**THE DATA**
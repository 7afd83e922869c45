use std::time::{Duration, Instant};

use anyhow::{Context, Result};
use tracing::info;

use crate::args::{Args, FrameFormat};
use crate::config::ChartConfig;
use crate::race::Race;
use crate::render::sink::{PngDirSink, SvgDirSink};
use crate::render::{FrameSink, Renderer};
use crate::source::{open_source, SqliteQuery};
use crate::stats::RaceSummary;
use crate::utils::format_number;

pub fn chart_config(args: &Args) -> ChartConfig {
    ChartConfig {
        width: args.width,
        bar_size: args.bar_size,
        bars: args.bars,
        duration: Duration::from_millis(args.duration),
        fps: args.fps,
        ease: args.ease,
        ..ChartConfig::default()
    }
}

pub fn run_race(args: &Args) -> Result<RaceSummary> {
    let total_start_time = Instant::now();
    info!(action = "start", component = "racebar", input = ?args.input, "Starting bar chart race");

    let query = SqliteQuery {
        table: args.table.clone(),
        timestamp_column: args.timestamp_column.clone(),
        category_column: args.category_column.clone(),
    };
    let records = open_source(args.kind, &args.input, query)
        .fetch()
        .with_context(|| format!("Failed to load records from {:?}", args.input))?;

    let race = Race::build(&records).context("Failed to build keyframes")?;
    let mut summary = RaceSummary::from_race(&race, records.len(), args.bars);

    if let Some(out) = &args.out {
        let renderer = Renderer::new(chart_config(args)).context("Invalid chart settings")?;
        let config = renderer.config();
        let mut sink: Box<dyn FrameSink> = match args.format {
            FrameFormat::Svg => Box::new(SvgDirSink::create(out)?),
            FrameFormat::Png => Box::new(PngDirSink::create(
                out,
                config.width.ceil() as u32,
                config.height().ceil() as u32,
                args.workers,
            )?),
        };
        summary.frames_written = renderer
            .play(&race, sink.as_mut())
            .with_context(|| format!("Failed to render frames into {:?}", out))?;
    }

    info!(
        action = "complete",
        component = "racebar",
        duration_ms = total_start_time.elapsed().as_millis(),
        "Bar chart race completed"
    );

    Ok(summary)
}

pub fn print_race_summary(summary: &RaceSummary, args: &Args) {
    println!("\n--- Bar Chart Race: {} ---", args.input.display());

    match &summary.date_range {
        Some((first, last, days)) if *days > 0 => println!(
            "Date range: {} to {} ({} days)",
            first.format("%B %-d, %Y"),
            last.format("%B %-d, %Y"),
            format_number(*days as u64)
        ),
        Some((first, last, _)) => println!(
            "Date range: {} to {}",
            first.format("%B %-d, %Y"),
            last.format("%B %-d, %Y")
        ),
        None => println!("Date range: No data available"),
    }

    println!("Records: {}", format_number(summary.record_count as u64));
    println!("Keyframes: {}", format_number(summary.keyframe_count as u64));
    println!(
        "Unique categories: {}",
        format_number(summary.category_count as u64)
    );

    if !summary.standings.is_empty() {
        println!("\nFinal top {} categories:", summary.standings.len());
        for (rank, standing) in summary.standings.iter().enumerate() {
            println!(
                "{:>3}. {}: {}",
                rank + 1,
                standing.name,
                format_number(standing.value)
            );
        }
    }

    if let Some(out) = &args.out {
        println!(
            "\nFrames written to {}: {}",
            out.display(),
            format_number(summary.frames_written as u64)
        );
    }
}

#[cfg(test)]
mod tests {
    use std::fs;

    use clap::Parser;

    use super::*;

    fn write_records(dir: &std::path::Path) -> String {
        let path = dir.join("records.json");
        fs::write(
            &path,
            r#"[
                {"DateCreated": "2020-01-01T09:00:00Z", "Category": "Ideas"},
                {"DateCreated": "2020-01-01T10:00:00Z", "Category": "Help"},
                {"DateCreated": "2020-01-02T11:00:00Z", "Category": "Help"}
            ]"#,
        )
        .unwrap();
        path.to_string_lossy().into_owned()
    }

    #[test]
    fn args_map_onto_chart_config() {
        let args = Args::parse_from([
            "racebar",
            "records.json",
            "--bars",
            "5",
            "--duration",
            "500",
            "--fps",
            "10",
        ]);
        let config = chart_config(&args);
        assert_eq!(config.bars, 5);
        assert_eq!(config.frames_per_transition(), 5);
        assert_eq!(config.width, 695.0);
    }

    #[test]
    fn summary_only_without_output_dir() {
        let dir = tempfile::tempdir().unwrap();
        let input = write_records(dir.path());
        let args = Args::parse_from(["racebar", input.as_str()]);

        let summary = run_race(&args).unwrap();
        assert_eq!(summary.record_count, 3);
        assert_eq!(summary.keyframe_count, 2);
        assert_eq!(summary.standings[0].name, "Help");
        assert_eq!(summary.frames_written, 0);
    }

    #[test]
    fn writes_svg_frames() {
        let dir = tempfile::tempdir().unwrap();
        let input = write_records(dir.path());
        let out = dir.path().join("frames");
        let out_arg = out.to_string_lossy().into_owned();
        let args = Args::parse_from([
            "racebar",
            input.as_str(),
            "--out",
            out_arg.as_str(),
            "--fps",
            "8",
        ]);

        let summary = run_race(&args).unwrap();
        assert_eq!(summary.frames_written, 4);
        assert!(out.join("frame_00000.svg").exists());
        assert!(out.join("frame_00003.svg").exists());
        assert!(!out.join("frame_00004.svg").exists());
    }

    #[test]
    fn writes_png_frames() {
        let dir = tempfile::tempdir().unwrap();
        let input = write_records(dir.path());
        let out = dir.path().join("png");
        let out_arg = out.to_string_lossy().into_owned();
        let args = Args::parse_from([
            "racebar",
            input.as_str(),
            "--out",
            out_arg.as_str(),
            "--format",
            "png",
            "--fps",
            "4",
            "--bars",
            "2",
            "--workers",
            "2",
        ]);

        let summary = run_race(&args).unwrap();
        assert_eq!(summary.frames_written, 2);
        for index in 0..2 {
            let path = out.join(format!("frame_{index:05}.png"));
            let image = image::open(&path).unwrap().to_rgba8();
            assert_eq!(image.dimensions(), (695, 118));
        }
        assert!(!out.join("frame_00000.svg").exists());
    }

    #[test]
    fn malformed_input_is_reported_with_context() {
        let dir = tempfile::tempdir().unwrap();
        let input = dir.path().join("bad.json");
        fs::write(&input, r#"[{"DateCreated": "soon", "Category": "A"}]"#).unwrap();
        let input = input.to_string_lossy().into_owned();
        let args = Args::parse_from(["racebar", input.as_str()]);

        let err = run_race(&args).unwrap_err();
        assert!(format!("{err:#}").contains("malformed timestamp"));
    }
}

**WHAT YOU NEED TO DO**
Once more, write out all the data exactly.

**ANSWER TO THE EXERCISE**
repository 7afd83e922869c45
use std::time::{Duration, Instant};

use anyhow::{Context, Result};
use tracing::info;

use crate::args::{Args, FrameFormat};
use crate::config::ChartConfig;
use crate::race::Race;
use crate::render::sink::{PngDirSink, SvgDirSink};
use crate::render::{FrameSink, Renderer};
use crate::source::{open_source, SqliteQuery};
use crate::stats::RaceSummary;
use crate::utils::format_number;

pub fn chart_config(args: &Args) -> ChartConfig {
    ChartConfig {
        width: args.width,
        bar_size: args.bar_size,
        bars: args.bars,
        duration: Duration::from_millis(args.duration),
        fps: args.fps,
        ease: args.ease,
        ..ChartConfig::default()
    }
}

pub fn run_race(args: &Args) -> Result<RaceSummary> {
    let total_start_time = Instant::now();
    info!(action = "start", component = "racebar", input = ?args.input, "Starting bar chart race");

    let query = SqliteQuery {
        table: args.table.clone(),
        timestamp_column: args.timestamp_column.clone(),
        category_column: args.category_column.clone(),
    };
    let records = open_source(args.kind, &args.input, query)
        .fetch()
        .with_context(|| format!("Failed to load records from {:?}", args.input))?;

    let race = Race::build(&records).context("Failed to build keyframes")?;
    let mut summary = RaceSummary::from_race(&race, records.len(), args.bars);

    if let Some(out) = &args.out {
        let renderer = Renderer::new(chart_config(args)).context("Invalid chart settings")?;
        let config = renderer.config();
        let mut sink: Box<dyn FrameSink> = match args.format {
            FrameFormat::Svg => Box::new(SvgDirSink::create(out)?),
            FrameFormat::Png => Box::new(PngDirSink::create(
                out,
                config.width.ceil() as u32,
                config.height().ceil() as u32,
                args.workers,
            )?),
        };
        summary.frames_written = renderer
            .play(&race, sink.as_mut())
            .with_context(|| format!("Failed to render frames into {:?}", out))?;
    }

    info!(
        action = "complete",
        component = "racebar",
        duration_ms = total_start_time.elapsed().as_millis(),
        "Bar chart race completed"
    );

    Ok(summary)
}

pub fn print_race_summary(summary: &RaceSummary, args: &Args) {
    println!("\n--- Bar Chart Race: {} ---", args.input.display());

    match &summary.date_range {
        Some((first, last, days)) if *days > 0 => println!(
            "Date range: {} to {} ({} days)",
            first.format("%B %-d, %Y"),
            last.format("%B %-d, %Y"),
            format_number(*days as u64)
        ),
        Some((first, last, _)) => println!(
            "Date range: {} to {}",
            first.format("%B %-d, %Y"),
            last.format("%B %-d, %Y")
        ),
        None => println!("Date range: No data available"),
    }

    println!("Records: {}", format_number(summary.record_count as u64));
    println!("Keyframes: {}", format_number(summary.keyframe_count as u64));
    println!(
        "Unique categories: {}",
        format_number(summary.category_count as u64)
    );

    if !summary.standings.is_empty() {
        println!("\nFinal top {} categories:", summary.standings.len());
        for (rank, standing) in summary.standings.iter().enumerate() {
            println!(
                "{:>3}. {}: {}",
                rank + 1,
                standing.name,
                format_number(standing.value)
            );
        }
    }

    if let Some(out) = &args.out {
        println!(
            "\nFrames written to {}: {}",
            out.display(),
            format_number(summary.frames_written as u64)
        );
    }
}

#[cfg(test)]
mod tests {
    use std::fs;

    use clap::Parser;

    use super::*;

    fn write_records(dir: &std::path::Path) -> String {
        let path = dir.join("records.json");
        fs::write(
            &path,
            r#"[
                {"DateCreated": "2020-01-01T09:00:00Z", "Category": "Ideas"},
                {"DateCreated": "2020-01-01T10:00:00Z", "Category": "Help"},
                {"DateCreated": "2020-01-02T11:00:00Z", "Category": "Help"}
            ]"#,
        )
        .unwrap();
        path.to_string_lossy().into_owned()
    }

    #[test]
    fn args_map_onto_chart_config() {
        let args = Args::parse_from([
            "racebar",
            "records.json",
            "--bars",
            "5",
            "--duration",
            "500",
            "--fps",
            "10",
        ]);
        let config = chart_config(&args);
        assert_eq!(config.bars, 5);
        assert_eq!(config.frames_per_transition(), 5);
        assert_eq!(config.width, 695.0);
    }

    #[test]
    fn summary_only_without_output_dir() {
        let dir = tempfile::tempdir().unwrap();
        let input = write_records(dir.path());
        let args = Args::parse_from(["racebar", input.as_str()]);

        let summary = run_race(&args).unwrap();
        assert_eq!(summary.record_count, 3);
        assert_eq!(summary.keyframe_count, 2);
        assert_eq!(summary.standings[0].name, "Help");
        assert_eq!(summary.frames_written, 0);
    }

    #[test]
    fn writes_svg_frames() {
        let dir = tempfile::tempdir().unwrap();
        let input = write_records(dir.path());
        let out = dir.path().join("frames");
        let out_arg = out.to_string_lossy().into_owned();
        let args = Args::parse_from([
            "racebar",
            input.as_str(),
            "--out",
            out_arg.as_str(),
            "--fps",
            "8",
        ]);

        let summary = run_race(&args).unwrap();
        assert_eq!(summary.frames_written, 4);
        assert!(out.join("frame_00000.svg").exists());
        assert!(out.join("frame_00003.svg").exists());
        assert!(!out.join("frame_00004.svg").exists());
    }

    #[test]
    fn writes_png_frames() {
        let dir = tempfile::tempdir().unwrap();
        let input = write_records(dir.path());
        let out = dir.path().join("png");
        let out_arg = out.to_string_lossy().into_owned();
        let args = Args::parse_from([
            "racebar",
            input.as_str(),
            "--out",
            out_arg.as_str(),
            "--format",
            "png",
            "--fps",
            "4",
            "--bars",
            "2",
            "--workers",
            "2",
        ]);

        let summary = run_race(&args).unwrap();
        assert_eq!(summary.frames_written, 2);
        for index in 0..2 {
            let path = out.join(format!("frame_{index:05}.png"));
            let image = image::open(&path).unwrap().to_rgba8();
            assert_eq!(image.dimensions(), (695, 118));
        }
        assert!(!out.join("frame_00000.svg").exists());
    }

    #[test]
    fn malformed_input_is_reported_with_context() {
        let dir = tempfile::tempdir().unwrap();
        let input = dir.path().join("bad.json");
        fs::write(&input, r#"[{"DateCreated": "soon", "Category": "A"}]"#).unwrap();
        let input = input.to_string_lossy().into_owned();
        let args = Args::parse_from(["racebar", input.as_str()]);

        let err = run_race(&args).unwrap_err();
        assert!(format!("{err:#}").contains("malformed timestamp"));
    }
}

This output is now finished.